**Description of the task:** Repeat the records below line by line, exactly, finishing on the line that contains "let listener = tokio::net::TcpListener::bind(&addr).await?;".

Input data section start

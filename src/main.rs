use anyhow::Result;
use std::net::SocketAddr;
use tracing::info;
use tracing_subscriber::EnvFilter;

use naarad::app::build_router;
use naarad::config::Config;
use naarad::storage;

#[tokio::main]
async fn main() -> Result<()> {
    tracing_subscriber::fmt()
        .with_env_filter(EnvFilter::try_from_default_env().unwrap_or_else(|_| "info".into()))
        .init();

    let config = Config::from_env()?;
    info!("Loaded configuration");

    info!(backend = ?config.database.backend, "Connecting to {}", config.database.url);
    let storage = storage::connect(&config.database).await?;

    info!("Initializing database...");
    storage.init().await?;
    info!("Database initialized successfully");

    let app = build_router(&config, storage)?;

    let addr = format!("{}:{}", config.server.host, config.server.port);
    let listener = tokio::net::TcpListener::bind(&addr).await?;
    info!("🚀 Tracking server listening on http://{}", addr);
    info!("   - Pixel at http://{}/track?id=...", addr);
    info!("   - Admin API at http://{}/api/...", addr);

    axum::serve(
        listener,
        app.into_make_service_with_connect_info::<SocketAddr>(),
    )
    .await?;

    Ok(())
}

Input data section end

**Output below:**
filename src/main.rs
use anyhow::Result;
use std::net::SocketAddr;
use tracing::info;
use tracing_subscriber::EnvFilter;

use naarad::app::build_router;
use naarad::config::Config;
use naarad::storage;

#[tokio::main]
async fn main() -> Result<()> {
    tracing_subscriber::fmt()
        .with_env_filter(EnvFilter::try_from_default_env().unwrap_or_else(|_| "info".into()))
        .init();

    let config = Config::from_env()?;
    info!("Loaded configuration");

    info!(backend = ?config.database.backend, "Connecting to {}", config.database.url);
    let storage = storage::connect(&config.database).await?;

    info!("Initializing database...");
    storage.init().await?;
    info!("Database initialized successfully");

    let app = build_router(&config, storage)?;

    let addr = format!("{}:{}", config.server.host, config.server.port);
    let listener = tokio::net::TcpListener::bind(&addr).await?;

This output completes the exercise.